In general, all digital audio workstations (DAW) perform the same essential functions: recording, editing and mixing. They differ in their user interfaces and workflow, track count, number and quality of effects, etc. Explore your options, as many DAWs offer demo or trial versions, and free programs exist for both Mac and PC.
Putting external audio into your computer and getting it back out is where an interface comes into play.
Interfaces are available in endless configurations for connecting various audio sources, so first, think about what you want to record: the more tracks you record simultaneously, the more inputs you’ll need. For vocals and guitar, a two-channel interface should suffice, but tracking a live band could require eight channels or more. Soundcraft Notepad Series entry-level mixers are great options as they are compatible with Mac and PC, come in five, eight or 12-channel versions and can also be used for smaller gigs if you want to take your music live.

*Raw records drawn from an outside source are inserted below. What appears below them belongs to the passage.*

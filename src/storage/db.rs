use r2d2::{Pool, PooledConnection};
use r2d2_sqlite::SqliteConnectionManager;
use rusqlite::{params, Connection, OptionalExtension, Result};

/// Одна строка таблицы `users`.
///
/// Счётчик `daily_used` имеет смысл только в паре с `usage_date`: если дата
/// устарела, счётчик подлежит сбросу.
#[derive(Debug, Clone, PartialEq)]
pub struct User {
    /// Telegram ID, первичный ключ
    pub user_id: i64,
    /// Username в Telegram, может отсутствовать
    pub username: Option<String>,
    /// Количество сообщений, израсходованных за день `usage_date`
    pub daily_used: i64,
    /// Дата, к которой относится `daily_used` (формат YYYY-MM-DD, локальное время)
    pub usage_date: String,
    /// Момент окончания премиума в UTC ("%Y-%m-%d %H:%M:%S"), None если премиума нет
    pub premium_until: Option<String>,
    /// Сколько новых пользователей пришло по реферальной ссылке этого пользователя
    pub referral_count: i64,
    /// Кто пригласил этого пользователя (выставляется один раз при создании)
    pub referred_by: Option<i64>,
}

pub type DbPool = Pool<SqliteConnectionManager>;
pub type DbConnection = PooledConnection<SqliteConnectionManager>;

/// Открывает пул соединений к файлу SQLite и прогоняет миграцию схемы на
/// первом соединении.
///
/// ```no_run
/// use ustozbot::storage::db;
///
/// let pool = db::create_pool("ustozbot.sqlite").expect("pool");
/// ```
pub fn create_pool(database_path: &str) -> Result<DbPool, r2d2::Error> {
    let manager = SqliteConnectionManager::file(database_path);
    // Десяти соединений с запасом хватает одному long-polling боту
    let pool = Pool::builder().max_size(10).build(manager)?;

    let conn = pool.get()?;
    if let Err(e) = migrate_schema(&conn) {
        // Бот может работать и со старой схемой, поэтому не падаем
        log::warn!("Failed to migrate schema: {}", e);
    }

    Ok(pool)
}

/// Берёт соединение из пула; при `drop` оно вернётся обратно само.
pub fn get_connection(pool: &DbPool) -> Result<DbConnection, r2d2::Error> {
    pool.get()
}

/// Приводит схему к актуальному виду: создаёт таблицы и добавляет в
/// `users` колонки, которых не было в ранних версиях. Все шаги идемпотентны.
pub(crate) fn migrate_schema(conn: &Connection) -> Result<()> {
    conn.execute(
        "CREATE TABLE IF NOT EXISTS users (
            user_id INTEGER PRIMARY KEY,
            username TEXT,
            daily_used INTEGER NOT NULL DEFAULT 0,
            usage_date TEXT NOT NULL DEFAULT '',
            premium_until TEXT DEFAULT NULL,
            referral_count INTEGER NOT NULL DEFAULT 0,
            referred_by INTEGER DEFAULT NULL,
            created_at DATETIME DEFAULT CURRENT_TIMESTAMP
        )",
        [],
    )?;

    // Базы, созданные до реферальной программы и премиума, не знают этих
    // колонок - добавляем недостающие
    let columns = user_table_columns(conn)?;
    let wanted = [
        ("premium_until", "ALTER TABLE users ADD COLUMN premium_until TEXT DEFAULT NULL"),
        (
            "referral_count",
            "ALTER TABLE users ADD COLUMN referral_count INTEGER NOT NULL DEFAULT 0",
        ),
        ("referred_by", "ALTER TABLE users ADD COLUMN referred_by INTEGER DEFAULT NULL"),
    ];
    for (name, ddl) in wanted {
        if columns.iter().any(|c| c == name) {
            continue;
        }
        log::info!("users table is missing column {}, adding it", name);
        if let Err(e) = conn.execute(ddl, []) {
            log::warn!("Could not add column {}: {}", name, e);
        }
    }

    // Индекс держит часовой обход премиумов дешёвым при любом числе пользователей
    if let Err(e) = conn.execute(
        "CREATE INDEX IF NOT EXISTS idx_users_premium_until ON users(premium_until)",
        [],
    ) {
        log::warn!("Failed to create index on users: {}", e);
    }

    conn.execute(
        "CREATE TABLE IF NOT EXISTS star_payments (
            charge_id TEXT PRIMARY KEY,
            user_id INTEGER NOT NULL,
            stars INTEGER NOT NULL,
            payload TEXT NOT NULL,
            paid_at DATETIME DEFAULT CURRENT_TIMESTAMP
        )",
        [],
    )?;

    Ok(())
}

fn user_table_columns(conn: &Connection) -> Result<Vec<String>> {
    let mut stmt = conn.prepare("PRAGMA table_info(users)")?;
    let names = stmt.query_map([], |row| row.get::<_, String>(1))?;
    names.collect()
}

/// Создаёт пользователя, если его ещё нет в базе.
///
/// Вставка выполняется через `INSERT OR IGNORE`, поэтому повторный вызов
/// для существующего пользователя ничего не меняет. Возвращаемое значение
/// отличает настоящее создание от повторного обращения - на нём построена
/// гарантия "реферал засчитывается ровно один раз".
///
/// `referred_by` сюда приходит уже проверенным: не сам пользователь и
/// реально существующий аккаунт.
pub fn create_user_if_absent(
    conn: &Connection,
    user_id: i64,
    username: Option<&str>,
    referred_by: Option<i64>,
    today: &str,
) -> Result<bool> {
    let rows = conn.execute(
        "INSERT OR IGNORE INTO users (user_id, username, daily_used, usage_date, referral_count, referred_by)
         VALUES (?1, ?2, 0, ?3, 0, ?4)",
        params![user_id, username, today, referred_by],
    )?;
    Ok(rows == 1)
}

/// Читает строку пользователя; `None`, если такого ID в базе нет.
pub fn get_user(conn: &Connection, user_id: i64) -> Result<Option<User>> {
    conn.query_row(
        "SELECT user_id, username, daily_used, usage_date, premium_until, referral_count, referred_by
         FROM users WHERE user_id = ?1",
        params![user_id],
        |row| {
            Ok(User {
                user_id: row.get(0)?,
                username: row.get(1)?,
                daily_used: row.get(2)?,
                usage_date: row.get(3)?,
                premium_until: row.get(4)?,
                referral_count: row.get(5)?,
                referred_by: row.get(6)?,
            })
        },
    )
    .optional()
}

/// Сбрасывает дневной счётчик, если сохранённая дата не совпадает с текущей.
///
/// Условие `usage_date <> ?2` делает операцию идемпотентной: при гонке двух
/// конкурентных сообщений сброс выполнит ровно один из вызовов. Возвращает
/// `true`, если сброс сделал именно этот вызов.
pub fn rollover_daily(conn: &Connection, user_id: i64, today: &str) -> Result<bool> {
    let rows = conn.execute(
        "UPDATE users SET daily_used = 0, usage_date = ?2
         WHERE user_id = ?1 AND usage_date <> ?2",
        params![user_id, today],
    )?;
    Ok(rows == 1)
}

/// Атомарно списывает одно сообщение из дневной квоты.
///
/// Проверка `daily_used < limit` и инкремент выполняются одним UPDATE,
/// поэтому конкурентные сообщения не могут превысить лимит. Условие по
/// `usage_date` защищает от списания в уже устаревший день. `false` значит
/// "лимит исчерпан" (или дата успела смениться).
pub fn consume_quota(conn: &Connection, user_id: i64, today: &str, limit: i64) -> Result<bool> {
    let rows = conn.execute(
        "UPDATE users SET daily_used = daily_used + 1
         WHERE user_id = ?1 AND usage_date = ?2 AND daily_used < ?3",
        params![user_id, today, limit],
    )?;
    Ok(rows == 1)
}

/// Записывает момент окончания премиума (UTC, "%Y-%m-%d %H:%M:%S").
pub fn set_premium_until(conn: &Connection, user_id: i64, until: &str) -> Result<()> {
    conn.execute(
        "UPDATE users SET premium_until = ?2 WHERE user_id = ?1",
        params![user_id, until],
    )?;
    Ok(())
}

/// Увеличивает счётчик рефералов пользователя на единицу.
pub fn increment_referral_count(conn: &Connection, user_id: i64) -> Result<()> {
    conn.execute(
        "UPDATE users SET referral_count = referral_count + 1 WHERE user_id = ?1",
        params![user_id],
    )?;
    Ok(())
}

/// Снимает премиум, если он действительно истёк к моменту `now`.
///
/// Повторная проверка срока в условии UPDATE гарантирует, что премиум,
/// продлённый между выборкой кандидатов и записью, не будет снят, а также
/// что из двух конкурентных прогонов уведомление отправит ровно один.
pub fn clear_premium_if_expired(conn: &Connection, user_id: i64, now: &str) -> Result<bool> {
    let rows = conn.execute(
        "UPDATE users SET premium_until = NULL
         WHERE user_id = ?1 AND premium_until IS NOT NULL AND premium_until < ?2",
        params![user_id, now],
    )?;
    Ok(rows == 1)
}

/// Возвращает пользователей, чей премиум истёк к моменту `now`.
pub fn list_expired_premium(conn: &Connection, now: &str) -> Result<Vec<i64>> {
    let mut stmt = conn.prepare(
        "SELECT user_id FROM users
         WHERE premium_until IS NOT NULL AND premium_until < ?1",
    )?;
    let ids = stmt.query_map(params![now], |row| row.get::<_, i64>(0))?;
    ids.collect()
}

/// Сбрасывает дневные счётчики всех пользователей разом. Возвращает число
/// затронутых строк.
pub fn reset_all_daily_counters(conn: &Connection, today: &str) -> Result<usize> {
    let count = conn.execute("UPDATE users SET daily_used = 0, usage_date = ?1", params![today])?;

    if count > 0 {
        log::info!("Reset daily counters for {} user(s)", count);
    }

    Ok(count)
}

/// Общее количество пользователей.
pub fn count_users(conn: &Connection) -> Result<i64> {
    conn.query_row("SELECT COUNT(*) FROM users", [], |row| row.get(0))
}

/// Количество пользователей с действующим премиумом на момент `now`.
pub fn count_premium_users(conn: &Connection, now: &str) -> Result<i64> {
    conn.query_row(
        "SELECT COUNT(*) FROM users WHERE premium_until IS NOT NULL AND premium_until > ?1",
        params![now],
        |row| row.get(0),
    )
}

/// Сумма сообщений, израсходованных всеми пользователями за дату `today`.
pub fn sum_daily_used(conn: &Connection, today: &str) -> Result<i64> {
    conn.query_row(
        "SELECT COALESCE(SUM(daily_used), 0) FROM users WHERE usage_date = ?1",
        params![today],
        |row| row.get(0),
    )
}

/// Сохраняет запись об оплате Stars для бухгалтерии.
///
/// `charge_id` уникален на стороне Telegram; `INSERT OR IGNORE` защищает
/// от повторной доставки того же события оплаты.
pub fn record_star_payment(conn: &Connection, charge_id: &str, user_id: i64, stars: i64, payload: &str) -> Result<()> {
    conn.execute(
        "INSERT OR IGNORE INTO star_payments (charge_id, user_id, stars, payload) VALUES (?1, ?2, ?3, ?4)",
        params![charge_id, user_id, stars, payload],
    )?;
    Ok(())
}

It’s important to note that an interface’s total number of individual inputs is not the same as the total number of each kind of input; microphone, instrument and recording-gear signals are all different, so check I/O configuration to make sure your connections are covered.
Other considerations include digital I/O and high-speed computer connectivity. Some interfaces have mixers and built-in effects, offering extra functionality for your money. Think about ergonomics: the more closely its layout matches your production style, the easier your workflow will be.
With so many styles and models, picking just one microphone can be difficult. But when you’re starting out, you’ll probably only need one, so choose a versatile model that will capture gorgeous vocals and other sources.
In a nutshell, mics fall into a three broad categories: condenser, dynamic and ribbon. Condenser microphones are sensitive to sonic nuances, making them an especially great choice for vocals. If you can only afford one mic, a multi-pattern condenser, which lets you adjust its directivity, is a versatile workhorse. Consider AKG’s Perception microphones — P120, P220 and P420 — which deliver pristine vocal recordings at an affordable price point.
Dynamic microphones are rugged, simple designs and they’re not very sensitive to high frequencies and high sound pressure levels. But they’re perfect for sound reinforcement or recording loud sources such as electric guitar. For this application, consider the D40 professional instrument microphone also from AKG.
Ribbon mics have a reputation for imparting a “warm” or “rich” sound. While prized for their unique sonic characteristics, they are fragile by design and tend to be too specialised (and expensive) for a first microphone.